(Saved data entries)
== == ==

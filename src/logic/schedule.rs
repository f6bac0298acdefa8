//! Super 8 schedule: circle-method round robin adapted for doubles.

use crate::models::{GameMatch, GroupId, PlayerId, Round, TournamentError};

/// Smallest group that can field one doubles match.
pub const MIN_GROUP_SIZE: usize = 4;

/// Check the group size rule: even and at least [`MIN_GROUP_SIZE`].
pub fn validate_group_size(count: usize) -> Result<(), TournamentError> {
    if count < MIN_GROUP_SIZE || count % 2 != 0 {
        return Err(TournamentError::InvalidGroupSize { count });
    }
    Ok(())
}

/// Generate `n - 1` rounds of doubles matches for `player_ids`.
///
/// 1. Work on a copy of the seeding order.
/// 2. For each step `i = 0, 2, 4, ...` while `i + 1 < n/2`, team A is positions
///    `i, i+1` and team B is the mirrored `n-1-i, n-2-i`.
/// 3. Keep position 0 fixed and rotate the rest right by one.
///
/// With `n % 4 == 0` every player plays once per round. With `n % 4 == 2`
/// the two middle players sit out that round.
pub fn generate_schedule(
    player_ids: &[PlayerId],
    group_id: GroupId,
) -> Result<Vec<Round>, TournamentError> {
    let n = player_ids.len();
    validate_group_size(n)?;

    let half = n / 2;
    let mut order = player_ids.to_vec();
    let mut rounds = Vec::with_capacity(n - 1);

    for _ in 0..n - 1 {
        let round: Round = (0..half)
            .step_by(2)
            .take_while(|&i| i + 1 < half)
            .map(|i| {
                GameMatch::new(
                    group_id,
                    [order[i], order[i + 1]],
                    [order[n - 1 - i], order[n - 2 - i]],
                )
            })
            .collect();
        rounds.push(round);

        // Last element moves right after the fixed one.
        order[1..].rotate_right(1);
    }

    log::debug!(
        "Generated {} rounds for {} players in group {}",
        rounds.len(),
        n,
        group_id
    );
    Ok(rounds)
}
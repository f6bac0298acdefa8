//! Tournament business logic: schedule generation, groups, results, standings.

mod groups;
mod results;
mod schedule;
mod standings;

pub use groups::{build_group, build_groups, partition_into_groups, partition_into_groups_with_rng};
pub use results::{checked_score, record_result};
pub use schedule::{generate_schedule, validate_group_size, MIN_GROUP_SIZE};
pub use standings::{compute_standings, head_to_head, refresh_standings};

== == ==

• **Problem statement**:
I need each line of the entries that holds the string "team" located and copied.

• **Answer to the exercise**:
/// 2. For each step `i = 0, 2, 4, ...` while `i + 1 < n/2`, team A is positions
///    `i, i+1` and team B is the mirrored `n-1-i, n-2-i`.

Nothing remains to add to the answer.